Einige Aufmerk­samkeit zog Julia Kraft vor rund zwei Jahren auf sich, als das Bundes­ver­fas­sungs­ge­richt in Karlsruhe ihrer Verfas­sungs­be­schwerde stattgab. „Damit hat es die Abschiebung unseres afgha­ni­schen Mandanten, der schwer erkrankt war, nach Bulgarien untersagt“, erzählt Julia Kraft. Das BAMF in Eisenhüttenstadt hatte ein vorge­schrie­benes persönliches Gespräch bei der Anhörung abgeschafft – und damit gegen eine wichtige Formalie verstoßen.

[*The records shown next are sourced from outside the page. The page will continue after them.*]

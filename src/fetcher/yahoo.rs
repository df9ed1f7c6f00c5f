// Yahoo Finance chart endpoint: current quote and daily history
use crate::fetcher::retry::{retry, RetryPolicy};
use crate::fetcher::traits::PriceHistoryProvider;
use crate::model::{FetchError, HistorySeries, PriceHistory, Sample};
use chrono::{Duration, Utc};
use reqwest::Client;
use serde::Deserialize;
use tracing::{debug, info};

const CHART_URL: &str = "https://query1.finance.yahoo.com/v8/finance/chart";

#[derive(Debug, Deserialize)]
struct ChartResponse {
    chart: Chart,
}

#[derive(Debug, Deserialize)]
struct Chart {
    result: Option<Vec<ChartResult>>,
    error: Option<ChartApiError>,
}

#[derive(Debug, Deserialize)]
struct ChartApiError {
    code: String,
    description: String,
}

#[derive(Debug, Deserialize)]
struct ChartResult {
    meta: ChartMeta,
    #[serde(default)]
    indicators: Option<Indicators>,
}

#[derive(Debug, Deserialize)]
#[serde(rename_all = "camelCase")]
struct ChartMeta {
    regular_market_price: Option<f64>,
    previous_close: Option<f64>,
    chart_previous_close: Option<f64>,
    regular_market_day_high: Option<f64>,
    regular_market_day_low: Option<f64>,
    regular_market_volume: Option<u64>,
}

#[derive(Debug, Deserialize)]
struct Indicators {
    #[serde(default)]
    quote: Vec<QuoteColumns>,
}

#[derive(Debug, Default, Deserialize)]
struct QuoteColumns {
    #[serde(default)]
    close: Vec<Option<f64>>,
    #[serde(default)]
    high: Vec<Option<f64>>,
    #[serde(default)]
    low: Vec<Option<f64>>,
    #[serde(default)]
    volume: Vec<Option<u64>>,
}

fn first_result(symbol: &str, body: &str) -> Result<ChartResult, FetchError> {
    let response: ChartResponse =
        serde_json::from_str(body).map_err(|e| FetchError::Parse(format!("{symbol}: {e}")))?;
    if let Some(err) = response.chart.error {
        return Err(FetchError::Parse(format!("{symbol}: {} ({})", err.description, err.code)));
    }
    response
        .chart
        .result
        .and_then(|results| results.into_iter().next())
        .ok_or_else(|| FetchError::NoData(symbol.to_string()))
}

/// Parses the current quote from a chart response body.
pub fn parse_quote(symbol: &str, body: &str) -> Result<Sample, FetchError> {
    let meta = first_result(symbol, body)?.meta;
    let price = meta.regular_market_price.unwrap_or(0.0);
    let previous_close = meta.previous_close.or(meta.chart_previous_close).unwrap_or(0.0);

    let sample = Sample {
        symbol: symbol.to_string(),
        price,
        previous_close,
        high: meta.regular_market_day_high.unwrap_or(price),
        low: meta.regular_market_day_low.unwrap_or(price),
        volume: meta.regular_market_volume.unwrap_or(0),
    };

    if !sample.is_usable() {
        return Err(FetchError::InvalidSample {
            symbol: symbol.to_string(),
            price,
            previous_close,
        });
    }
    Ok(sample)
}

/// Parses daily history from a chart response body into a newest-first series.
/// Rows without a positive close are skipped.
pub fn parse_history(symbol: &str, body: &str) -> Result<HistorySeries, FetchError> {
    let columns = first_result(symbol, body)?
        .indicators
        .and_then(|i| i.quote.into_iter().next())
        .ok_or_else(|| FetchError::NoData(format!("{symbol} history")))?;

    let mut samples = Vec::with_capacity(columns.close.len());
    let mut previous: Option<f64> = None;

    for (i, close) in columns.close.iter().enumerate() {
        let Some(close) = close.filter(|c| *c > 0.0) else {
            continue;
        };
        let at = |col: &Vec<Option<f64>>| col.get(i).copied().flatten().unwrap_or(close);
        samples.push(Sample {
            symbol: symbol.to_string(),
            price: close,
            previous_close: previous.unwrap_or(close),
            high: at(&columns.high),
            low: at(&columns.low),
            volume: columns.volume.get(i).copied().flatten().unwrap_or(0),
        });
        previous = Some(close);
    }

    Ok(HistorySeries::from_oldest_first(samples))
}

pub struct YahooChartClient {
    client: Client,
    retry: RetryPolicy,
    history_days: i64,
}

impl YahooChartClient {
    pub fn new(retry: RetryPolicy, history_days: i64) -> Result<Self, FetchError> {
        let client = Client::builder()
            .user_agent("Mozilla/5.0")
            .timeout(std::time::Duration::from_secs(10))
            .build()?;

        Ok(Self {
            client,
            retry,
            history_days,
        })
    }

    async fn get_chart(&self, symbol: &str, query: &[(&str, String)]) -> Result<String, FetchError> {
        let url = format!("{}/{}", CHART_URL, symbol);
        let client = &self.client;
        let url = url.as_str();
        retry(&self.retry, symbol, || async move {
            let response = client.get(url).query(query).send().await?;
            let status = response.status();
            let body = response.text().await?;
            if !status.is_success() {
                return Err(FetchError::Status {
                    status: status.as_u16(),
                    body,
                });
            }
            Ok(body)
        })
        .await
    }

    pub async fn fetch_quote(&self, symbol: &str) -> Result<Sample, FetchError> {
        let body = self.get_chart(symbol, &[]).await?;
        parse_quote(symbol, &body)
    }

    pub async fn fetch_history(&self, symbol: &str) -> Result<HistorySeries, FetchError> {
        let end = Utc::now();
        let start = end - Duration::days(self.history_days);
        let query = [
            ("period1", start.timestamp().to_string()),
            ("period2", end.timestamp().to_string()),
            ("interval", "1d".to_string()),
        ];
        let body = self.get_chart(symbol, &query).await?;
        let history = parse_history(symbol, &body)?;
        debug!("{}: {} daily samples", symbol, history.len());
        Ok(history)
    }
}

#[async_trait::async_trait]
impl PriceHistoryProvider for YahooChartClient {
    async fn fetch(&self, symbol: &str) -> Result<PriceHistory, FetchError> {
        info!("Fetching quote and history for {}", symbol);
        let current = self.fetch_quote(symbol).await?;
        let history = self.fetch_history(symbol).await?;
        Ok(PriceHistory { current, history })
    }
}

#[cfg(test)]
mod tests {
    use super::*;

    const QUOTE_BODY: &str = r#"{
        "chart": {
            "result": [{
                "meta": {
                    "symbol": "TCS.NS",
                    "regularMarketPrice": 3950.5,
                    "chartPreviousClose": 3900.0,
                    "regularMarketDayHigh": 3975.0,
                    "regularMarketDayLow": 3890.25,
                    "regularMarketVolume": 1234567
                }
            }],
            "error": null
        }
    }"#;

    const HISTORY_BODY: &str = r#"{
        "chart": {
            "result": [{
                "meta": { "regularMarketPrice": 103.0 },
                "timestamp": [1, 2, 3, 4],
                "indicators": {
                    "quote": [{
                        "close":  [100.0, null, 102.0, 103.0],
                        "high":   [101.0, null, null, 104.0],
                        "low":    [99.0, null, 101.0, 102.0],
                        "volume": [1000, null, 3000, null]
                    }]
                }
            }],
            "error": null
        }
    }"#;

    #[test]
    fn quote_falls_back_to_chart_previous_close() {
        let sample = parse_quote("TCS.NS", QUOTE_BODY).unwrap();
        assert_eq!(sample.price, 3950.5);
        assert_eq!(sample.previous_close, 3900.0);
        assert_eq!(sample.high, 3975.0);
        assert_eq!(sample.low, 3890.25);
        assert_eq!(sample.volume, 1_234_567);
    }

    #[test]
    fn quote_without_price_is_invalid() {
        let body = r#"{"chart":{"result":[{"meta":{"previousClose":10.0}}],"error":null}}"#;
        assert!(matches!(
            parse_quote("BAD.NS", body),
            Err(FetchError::InvalidSample { .. })
        ));
    }

    #[test]
    fn api_error_is_reported() {
        let body = r#"{"chart":{"result":null,"error":{"code":"Not Found","description":"No data found, symbol may be delisted"}}}"#;
        let err = parse_quote("GONE.NS", body).unwrap_err();
        assert!(err.to_string().contains("delisted"));
    }

    #[test]
    fn empty_result_is_no_data() {
        let body = r#"{"chart":{"result":[],"error":null}}"#;
        assert!(matches!(parse_quote("X", body), Err(FetchError::NoData(_))));
    }

    #[test]
    fn history_is_newest_first_and_skips_null_closes() {
        let history = parse_history("T", HISTORY_BODY).unwrap();
        assert_eq!(history.prices(), vec![103.0, 102.0, 100.0]);

        let newest = &history.samples()[0];
        assert_eq!(newest.previous_close, 102.0);
        assert_eq!(newest.volume, 0);

        let middle = &history.samples()[1];
        // missing high falls back to close
        assert_eq!(middle.high, 102.0);
        assert_eq!(middle.previous_close, 100.0);

        let oldest = &history.samples()[2];
        assert_eq!(oldest.previous_close, 100.0);
        assert_eq!(oldest.volume, 1000);
    }

    #[test]
    fn malformed_body_is_parse_error() {
        assert!(matches!(parse_history("T", "<html>"), Err(FetchError::Parse(_))));
    }
}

„Verfah­rens­rechte sind es, die die Durch­setzung materielle Rechte ermöglichen“, sagt Julia Kraft, „weshalb das Urteil des Bundes­ver­fas­sungs­ge­richtes für uns ein toller Erfolg war.“ Solche Erfolge helfen den beiden Anwältinnen in der alltäglichen Arbeit, sie beweisen, dass die mitunter mühevolle Arbeit im Kleinen die Rechts­po­sition und den Alltag ihrer Mandanten signi­fikant verbessern kann. „Natürlich erleben wir auch frustrie­rende Momente“, sagt Julia Kraft, „natürlich empfinde ich immer noch vieles im Verfahren als ungerecht“, sagt Simone Rapp, „aber das ist ja das Gute am Anwalts­beruf – man kann mit Leib und Seele Partei sein.“ Dann erzählt sie von einer irani­schen Journa­listin, deren Arbeit und Persönlichkeit sie sehr beein­druckt habe. Ihr Antrag wurde abgelehnt, das Verfahren läuft. Rapp tut, was sie hier bei Kraft und Rapp am besten können: aus Überzeugung kämpfen. „Ich bin stolz ihre Anwältin zu sein“, sagt Simone Rapp.